There is material below. Print exactly the lines starting at the line with "failed to build" and ending at the line with "one database connection.", ends included, and no others.
(Input data)
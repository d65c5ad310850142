//! Bulk write engine.
//!
//! Turns a batch of homogeneous records into as few parameterized statements
//! as the per-statement bound parameter ceiling allows. Brands and models are
//! insert-if-absent; rebates and products are upserted by id. Deletes use
//! `DELETE ... WHERE id IN (...)` under the same chunking.

use std::collections::HashMap;
use std::collections::hash_map::Entry;
use std::future::Future;

use metrics::counter;
use sea_orm::sea_query::{Alias, Expr, InsertStatement, OnConflict, Query, SimpleExpr};
use sea_orm::{ConnectionTrait, DatabaseConnection, DbErr, Statement, Value};
use thiserror::Error;
use tracing::{debug, instrument, warn};

use crate::models::catalog::Catalog;

/// Which of a catalog's four tables a record targets.
#[derive(Debug, Clone, Copy, PartialEq, Eq)]
pub enum TableKind {
    Brands,
    Models,
    Rebates,
    Products,
}

#[derive(Debug, Clone, Copy, PartialEq, Eq)]
pub enum WritePolicy {
    /// Keep the stored row when the key already exists.
    InsertOrIgnore,
    /// Overwrite every non-key column when the key already exists.
    InsertOrReplace,
}

impl TableKind {
    fn suffix(&self) -> &'static str {
        match self {
            TableKind::Brands => "brands",
            TableKind::Models => "models",
            TableKind::Rebates => "rebates",
            TableKind::Products => "products",
        }
    }

    pub fn table_name(&self, catalog: Catalog) -> String {
        format!("{}_{}", catalog.table_prefix(), self.suffix())
    }

    pub fn policy(&self) -> WritePolicy {
        match self {
            TableKind::Brands | TableKind::Models => WritePolicy::InsertOrIgnore,
            TableKind::Rebates | TableKind::Products => WritePolicy::InsertOrReplace,
        }
    }
}

/// A row that can be written by [`BulkWriter::bulk_write`].
///
/// `values()` must yield exactly one value per entry of `COLUMNS`, in order.
pub trait BulkRecord {
    const KIND: TableKind;
    const COLUMNS: &'static [&'static str];
    /// Unique column used as the conflict target.
    const KEY_COLUMN: &'static str;

    /// Value of `KEY_COLUMN` for this record.
    fn key(&self) -> &str;
    fn values(&self) -> Vec<Value>;
}

/// One record per key, in first-seen order. A repeated key keeps its last
/// occurrence.
///
/// Postgres refuses an `ON CONFLICT DO UPDATE` that touches the same row twice
/// in one statement.
pub fn last_per_key<R: BulkRecord>(records: &[R]) -> Vec<&R> {
    let mut positions: HashMap<&str, usize> = HashMap::with_capacity(records.len());
    let mut unique: Vec<&R> = Vec::with_capacity(records.len());
    for record in records {
        match positions.entry(record.key()) {
            Entry::Occupied(slot) => unique[*slot.get()] = record,
            Entry::Vacant(slot) => {
                slot.insert(unique.len());
                unique.push(record);
            }
        }
    }
    unique
}

#[derive(Debug, Error)]
pub enum BulkWriteError {
    #[error("{table}: record needs {params} bound parameters but a statement allows {max}")]
    RecordTooWide {
        table: String,
        params: usize,
        max: usize,
    },
    #[error("{table}: failed to build statement: {message}")]
    Build { table: String, message: String },
    #[error("{table}: statement failed: {source}")]
    Database {
        table: String,
        #[source]
        source: DbErr,
    },
}

/// Outcome of a chunked write. Failed chunks do not stop later chunks.
#[derive(Debug, Default)]
pub struct WriteReport {
    pub records: usize,
    pub statements: usize,
    pub failures: Vec<BulkWriteError>,
}

impl WriteReport {
    pub fn is_success(&self) -> bool {
        self.failures.is_empty()
    }

    /// First failure, if any chunk failed.
    pub fn into_result(self) -> Result<WriteReport, BulkWriteError> {
        if self.failures.is_empty() {
            return Ok(self);
        }
        let WriteReport { mut failures, .. } = self;
        Err(failures.swap_remove(0))
    }
}

/// `floor(max_params / params_per_record)`, never less than one.
pub fn max_items_per_statement(params_per_record: usize, max_params: usize) -> usize {
    (max_params / params_per_record.max(1)).max(1)
}

/// Feeds `items` to `handler` in consecutive slices of at most `max_items`.
///
/// Every slice is attempted; failures are collected into the report.
pub async fn execute_chunked<'a, T, F, Fut>(
    items: &'a [T],
    max_items: usize,
    mut handler: F,
) -> WriteReport
where
    F: FnMut(&'a [T]) -> Fut,
    Fut: Future<Output = Result<(), BulkWriteError>>,
{
    let chunk_size = max_items.max(1);
    let mut report = WriteReport {
        records: items.len(),
        ..WriteReport::default()
    };

    let mut remaining = items;
    while !remaining.is_empty() {
        let (chunk, rest) = remaining.split_at(chunk_size.min(remaining.len()));
        report.statements += 1;
        if let Err(err) = handler(chunk).await {
            report.failures.push(err);
        }
        remaining = rest;
    }

    report
}

/// Chunked writer over one database connection.
#[derive(Debug, Clone)]
pub struct BulkWriter {
    db: DatabaseConnection,
    max_params: usize,
}

impl BulkWriter {
    pub fn new(db: DatabaseConnection, max_params: usize) -> Self {
        Self { db, max_params }
    }

    pub fn max_params(&self) -> usize {
        self.max_params
    }

    /// Writes `records` into the catalog's table for `R::KIND` using that
    /// kind's [`WritePolicy`].
    #[instrument(skip_all, fields(catalog = %catalog, kind = ?R::KIND, records = records.len()))]
    pub async fn bulk_write<R>(&self, catalog: Catalog, records: &[R]) -> WriteReport
    where
        R: BulkRecord + Sync,
    {
        let table = R::KIND.table_name(catalog);
        let Some(first) = records.first() else {
            return WriteReport::default();
        };

        let params_per_record = first.values().len();
        if params_per_record > self.max_params {
            let err = BulkWriteError::RecordTooWide {
                table: table.clone(),
                params: params_per_record,
                max: self.max_params,
            };
            warn!(table = %table, error = %err, "Record does not fit in a single statement");
            return WriteReport {
                records: records.len(),
                statements: 0,
                failures: vec![err],
            };
        }

        let rows: Vec<&R> = match R::KIND.policy() {
            WritePolicy::InsertOrReplace => last_per_key(records),
            WritePolicy::InsertOrIgnore => records.iter().collect(),
        };
        if rows.len() < records.len() {
            debug!(table = %table, repeated = records.len() - rows.len(), "Collapsed repeated keys");
        }

        let max_items = max_items_per_statement(params_per_record, self.max_params);
        let table_ref = table.as_str();
        let report = execute_chunked(rows.as_slice(), max_items, |chunk| async move {
            let insert = build_insert(table_ref, chunk)?;
            let stmt = self.db.get_database_backend().build(&insert);
            self.run_statement(table_ref, stmt).await
        })
        .await;

        debug!(
            table = %table,
            statements = report.statements,
            failed = report.failures.len(),
            "Bulk write finished"
        );
        report
    }

    /// Deletes rows of `kind` whose id is in `ids`. Deleting rebates also
    /// clears `rebate_id` on this catalog's products that referenced them.
    #[instrument(skip_all, fields(catalog = %catalog, kind = ?kind, ids = ids.len()))]
    pub async fn delete_by_ids(&self, catalog: Catalog, kind: TableKind, ids: &[String]) -> WriteReport {
        let table = kind.table_name(catalog);
        let products = TableKind::Products.table_name(catalog);
        let table_ref = table.as_str();
        let products_ref = products.as_str();
        let max_items = max_items_per_statement(1, self.max_params);

        execute_chunked(ids, max_items, |chunk| async move {
            let backend = self.db.get_database_backend();
            if kind == TableKind::Rebates {
                let clear = Query::update()
                    .table(Alias::new(products_ref))
                    .value(Alias::new("rebate_id"), Option::<String>::None)
                    .and_where(Expr::col(Alias::new("rebate_id")).is_in(chunk.iter().cloned()))
                    .to_owned();
                self.run_statement(products_ref, backend.build(&clear)).await?;
            }

            let delete = Query::delete()
                .from_table(Alias::new(table_ref))
                .and_where(Expr::col(Alias::new("id")).is_in(chunk.iter().cloned()))
                .to_owned();
            self.run_statement(table_ref, backend.build(&delete)).await
        })
        .await
    }

    /// Every id currently stored in the catalog's table for `kind`.
    pub async fn stored_ids(&self, catalog: Catalog, kind: TableKind) -> Result<Vec<String>, BulkWriteError> {
        let table = kind.table_name(catalog);
        let select = Query::select()
            .column(Alias::new("id"))
            .from(Alias::new(table.as_str()))
            .to_owned();
        let stmt = self.db.get_database_backend().build(&select);

        let rows = self
            .db
            .query_all(stmt)
            .await
            .map_err(|source| BulkWriteError::Database {
                table: table.clone(),
                source,
            })?;

        rows.iter()
            .map(|row| row.try_get::<String>("", "id"))
            .collect::<Result<Vec<_>, _>>()
            .map_err(|source| BulkWriteError::Database { table, source })
    }

    async fn run_statement(&self, table: &str, stmt: Statement) -> Result<(), BulkWriteError> {
        match self.db.execute(stmt).await {
            Ok(_) => Ok(()),
            Err(source) => {
                counter!("catalog_bulk_chunks_failed_total", "table" => table.to_string())
                    .increment(1);
                warn!(table = %table, error = %source, "Bulk statement failed");
                Err(BulkWriteError::Database {
                    table: table.to_string(),
                    source,
                })
            }
        }
    }
}

fn build_insert<R: BulkRecord>(table: &str, chunk: &[&R]) -> Result<InsertStatement, BulkWriteError> {
    let mut insert = Query::insert();
    insert
        .into_table(Alias::new(table))
        .columns(R::COLUMNS.iter().map(|column| Alias::new(*column)));

    for record in chunk {
        insert
            .values(record.values().into_iter().map(SimpleExpr::from))
            .map_err(|err| BulkWriteError::Build {
                table: table.to_string(),
                message: err.to_string(),
            })?;
    }

    let mut target = OnConflict::column(Alias::new(R::KEY_COLUMN));
    let on_conflict = match R::KIND.policy() {
        WritePolicy::InsertOrIgnore => target.do_nothing().to_owned(),
        WritePolicy::InsertOrReplace => target
            .update_columns(
                R::COLUMNS
                    .iter()
                    .filter(|column| **column != R::KEY_COLUMN)
                    .map(|column| Alias::new(*column)),
            )
            .to_owned(),
    };
    insert.on_conflict(on_conflict);

    Ok(insert)
}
(End Input data)
Solution to this task >>
    #[error("{table}: failed to build statement: {message}")]
    Build { table: String, message: String },
    #[error("{table}: statement failed: {source}")]
    Database {
        table: String,
        #[source]
        source: DbErr,
    },
}

/// Outcome of a chunked write. Failed chunks do not stop later chunks.
#[derive(Debug, Default)]
pub struct WriteReport {
    pub records: usize,
    pub statements: usize,
    pub failures: Vec<BulkWriteError>,
}

impl WriteReport {
    pub fn is_success(&self) -> bool {
        self.failures.is_empty()
    }

    /// First failure, if any chunk failed.
    pub fn into_result(self) -> Result<WriteReport, BulkWriteError> {
        if self.failures.is_empty() {
            return Ok(self);
        }
        let WriteReport { mut failures, .. } = self;
        Err(failures.swap_remove(0))
    }
}

/// `floor(max_params / params_per_record)`, never less than one.
pub fn max_items_per_statement(params_per_record: usize, max_params: usize) -> usize {
    (max_params / params_per_record.max(1)).max(1)
}

/// Feeds `items` to `handler` in consecutive slices of at most `max_items`.
///
/// Every slice is attempted; failures are collected into the report.
pub async fn execute_chunked<'a, T, F, Fut>(
    items: &'a [T],
    max_items: usize,
    mut handler: F,
) -> WriteReport
where
    F: FnMut(&'a [T]) -> Fut,
    Fut: Future<Output = Result<(), BulkWriteError>>,
{
    let chunk_size = max_items.max(1);
    let mut report = WriteReport {
        records: items.len(),
        ..WriteReport::default()
    };

    let mut remaining = items;
    while !remaining.is_empty() {
        let (chunk, rest) = remaining.split_at(chunk_size.min(remaining.len()));
        report.statements += 1;
        if let Err(err) = handler(chunk).await {
            report.failures.push(err);
        }
        remaining = rest;
    }

    report
}

/// Chunked writer over one database connection.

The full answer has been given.